There were five officers in C Company, Captain Berwick, Lieutenant MacDonald, Lieutenant Miller, Burford Sampson, and himself. They’d gotten to know each other very well during the long siege of Sydney and they tended to go around together. Proper British officers would each have their own batman or dog-robber, as they were sometimes called, but In C Company only the Captain had his own, and the lieutenants all shared one, splitting the costs. Their man was Lance Corporal Ralph Scoggins, a bandy-legged ape of a fellow, who claimed that he’d been a dockyard worker before the war. Harry suspected that his ‘work’ at the dockyards had not been of any strictly legal sort, but he was a good soldier and a great scrounger, and he was willing to forgive him his past sins.

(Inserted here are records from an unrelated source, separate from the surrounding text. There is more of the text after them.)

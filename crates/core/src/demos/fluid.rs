use std::f32::consts::PI;

use glam::Vec2;
use rand::{rngs::StdRng, Rng, SeedableRng};

use crate::{
    demo::{Category, Control, Demo, DemoContext, DemoKind, DemoMetadata, DemoOptions, Difficulty},
    math::Rgba,
    Surface,
};

const REST_DENSITY: f32 = 300.0;
const GAS_CONSTANT: f32 = 2000.0;
/// Kernel radius in pixels.
const H: f32 = 16.0;
const HSQ: f32 = H * H;
const MASS: f32 = 2.5;
const DT: f32 = 0.0007;
const GRAVITY: f32 = 12000.0 * 9.8;
const BOUNDARY_DAMPING: f32 = -0.5;
const MAX_SPEED: f32 = 4000.0;
const MAX_PARTICLES: usize = 2000;
const SPAWN_BATCH: usize = 25;

fn poly6() -> f32 {
    4.0 / (PI * H.powi(8))
}

fn spiky_grad() -> f32 {
    -10.0 / (PI * H.powi(5))
}

fn visc_laplacian() -> f32 {
    40.0 / (PI * H.powi(5))
}

#[derive(Debug, Clone, Copy)]
struct Particle {
    position: Vec2,
    velocity: Vec2,
    force: Vec2,
    density: f32,
    pressure: f32,
}

impl Particle {
    fn at(position: Vec2) -> Self {
        Self {
            position,
            velocity: Vec2::ZERO,
            force: Vec2::ZERO,
            density: 0.0,
            pressure: 0.0,
        }
    }
}

#[derive(Debug, Clone)]
struct Params {
    particle_count: usize,
    viscosity: f32,
    gravity_scale: f32,
    substeps: usize,
    color: Rgba,
}

impl Params {
    fn from_options(options: &DemoOptions) -> Self {
        Self {
            particle_count: options.count("particle_count", 300).clamp(1, MAX_PARTICLES),
            viscosity: options.number_f32("viscosity", 200.0).max(0.0),
            gravity_scale: options.number_f32("gravity_scale", 1.0),
            substeps: options.count("substeps", 3).clamp(1, 20),
            color: options.color("color", Rgba::rgb(0x3f, 0xa9, 0xf5)),
        }
    }
}

/// Smoothed-particle hydrodynamics in a closed box: poly6 density, spiky
/// pressure gradient, viscosity Laplacian.
#[derive(Debug)]
pub struct Fluid {
    width: f32,
    height: f32,
    params: Params,
    particles: Vec<Particle>,
    rng: StdRng,
}

impl Fluid {
    pub fn particle_count(&self) -> usize {
        self.particles.len()
    }

    /// Fills a dam-break block in the left half of the box.
    fn seed(&mut self) {
        self.particles.clear();
        let spacing = H * 0.75;
        let left = H.max(self.width * 0.1);
        let right = (self.width * 0.5).max(left + spacing);
        let mut y = self.height - H;
        'rows: while y >= H {
            let mut x = left;
            while x <= right {
                if self.particles.len() >= self.params.particle_count {
                    break 'rows;
                }
                let jitter = self.rng.gen_range(-0.5..0.5);
                self.particles.push(Particle::at(Vec2::new(x + jitter, y)));
                x += spacing;
            }
            y -= spacing;
        }
        tracing::debug!(particles = self.particles.len(), "seeded fluid");
    }

    fn compute_density_pressure(&mut self) {
        let poly6 = poly6();
        let positions: Vec<Vec2> = self.particles.iter().map(|p| p.position).collect();
        for particle in &mut self.particles {
            let density: f32 = positions
                .iter()
                .map(|other| particle.position.distance_squared(*other))
                .filter(|&r2| r2 < HSQ)
                .map(|r2| MASS * poly6 * (HSQ - r2).powi(3))
                .sum();
            particle.density = density;
            particle.pressure = GAS_CONSTANT * (density - REST_DENSITY);
        }
    }

    fn compute_forces(&mut self) {
        let spiky = spiky_grad();
        let laplacian = visc_laplacian();
        let gravity = Vec2::new(0.0, GRAVITY * self.params.gravity_scale);
        let snapshot = self.particles.clone();

        for (i, particle) in self.particles.iter_mut().enumerate() {
            let mut pressure = Vec2::ZERO;
            let mut viscosity = Vec2::ZERO;
            for (j, other) in snapshot.iter().enumerate() {
                if i == j {
                    continue;
                }
                let offset = other.position - particle.position;
                let r = offset.length();
                if r >= H {
                    continue;
                }
                if r > 1e-6 {
                    pressure += -offset / r * MASS * (particle.pressure + other.pressure)
                        / (2.0 * other.density)
                        * spiky
                        * (H - r).powi(3);
                }
                viscosity += self.params.viscosity * MASS * (other.velocity - particle.velocity)
                    / other.density
                    * laplacian
                    * (H - r);
            }
            let weight = gravity * MASS / particle.density;
            particle.force = pressure + viscosity + weight;
        }
    }

    fn integrate(&mut self) {
        let (max_x, max_y) = (self.width - H, self.height - H);
        for particle in &mut self.particles {
            particle.velocity += DT * particle.force / particle.density;
            particle.velocity = particle.velocity.clamp_length_max(MAX_SPEED);
            particle.position += DT * particle.velocity;

            if particle.position.x < H {
                particle.velocity.x *= BOUNDARY_DAMPING;
                particle.position.x = H;
            } else if particle.position.x > max_x {
                particle.velocity.x *= BOUNDARY_DAMPING;
                particle.position.x = max_x;
            }
            if particle.position.y < H {
                particle.velocity.y *= BOUNDARY_DAMPING;
                particle.position.y = H;
            } else if particle.position.y > max_y {
                particle.velocity.y *= BOUNDARY_DAMPING;
                particle.position.y = max_y;
            }
        }
    }

    fn step(&mut self) {
        self.compute_density_pressure();
        self.compute_forces();
        self.integrate();
    }
}

impl Demo for Fluid {
    fn init(&mut self) {
        self.seed();
    }

    fn update(&mut self, delta_ms: f32) {
        if delta_ms <= 0.0 || self.particles.is_empty() {
            return;
        }
        for _ in 0..self.params.substeps {
            self.step();
        }
    }

    fn render(&self, surface: &mut Surface) {
        surface.clear(Rgba::rgb(6, 10, 20));
        for particle in &self.particles {
            let speed = (particle.velocity.length() / 1500.0).min(1.0);
            let color = self.params.color.lerp(Rgba::WHITE, speed * 0.6);
            surface.fill_circle(particle.position, H * 0.4, color);
        }
    }

    fn options_changed(&mut self, name: &str, options: &DemoOptions) {
        self.params = Params::from_options(options);
        if name == "particle_count" {
            self.seed();
        }
    }

    fn on_click(&mut self, x: f32, y: f32) {
        let room = MAX_PARTICLES.saturating_sub(self.particles.len());
        let (max_x, max_y) = (self.width - H, self.height - H);
        for _ in 0..SPAWN_BATCH.min(room) {
            let offset = Vec2::new(self.rng.gen_range(-H..H), self.rng.gen_range(-H..H));
            let position = Vec2::new(x, y) + offset;
            self.particles.push(Particle::at(Vec2::new(
                position.x.clamp(H, max_x.max(H)),
                position.y.clamp(H, max_y.max(H)),
            )));
        }
    }
}

impl DemoKind for Fluid {
    fn metadata() -> DemoMetadata {
        DemoMetadata::new(
            "SPH Fluid",
            "Smoothed-particle hydrodynamics dam break. Click to pour in more fluid.",
            Difficulty::Advanced,
            Category::Physics,
        )
    }

    fn controls() -> Vec<Control> {
        vec![
            Control::stepped("particle_count", "Particles", 50.0, 1000.0, 10.0, 300.0),
            Control::slider("viscosity", "Viscosity", 0.0, 1000.0, 200.0),
            Control::slider("gravity_scale", "Gravity", 0.0, 3.0, 1.0),
            Control::stepped("substeps", "Steps per frame", 1.0, 10.0, 1.0, 3.0),
            Control::color("color", "Colour", "#3fa9f5"),
        ]
    }

    fn create(context: &DemoContext) -> Self {
        Self {
            width: context.width as f32,
            height: context.height as f32,
            params: Params::from_options(&context.options),
            particles: Vec::new(),
            rng: StdRng::seed_from_u64(context.options.number("seed", 7.0) as u64),
        }
    }
}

So it seemed almost normal when Scoggins, bearing a tray with a tall pot and mugs, found the five of them slouching on the ship’s fo’c’sle watching the sun sliding down the sky in the west.
“No proper tea service to be found on this here ship, sirs,” he apologized.
“’Less you want me to borrow the captain’s, o’ course.”
They all chuckled and took a mug. “This will do fine, Ralph,” said Berwick. “Have you seen Cartwright about?” Cartwright was his own batman.
“I saw him tidying up your bunk a while ago, sir. Forlorn hope that is. Not proper a t’all.”
“We’ll make do,” said Sampson. “And what about you? Found a spot for yourself?”
“Oh, yes, sir. The main berthing areas were a tad crowded, an’ more than a tad smelly—honest to God I don’t think they’ve mucked the place out since before the evacuation began—so I looked around a bit. Knowin’ ships and knowin’ sailors as I do, I had a little chat with one o’ the stewards and worked out an arrangement. Got a fine little cubby just aft of the galley, sir.”
Harry snorted and wondered what, exactly Scoggins had traded to get his fine little cubby. And just how nice it really was. Wouldn’t surprise him if it was nicer than the place he and the other officers shared. The man had a talent for certain. He slurped his tea and winced. No sugar.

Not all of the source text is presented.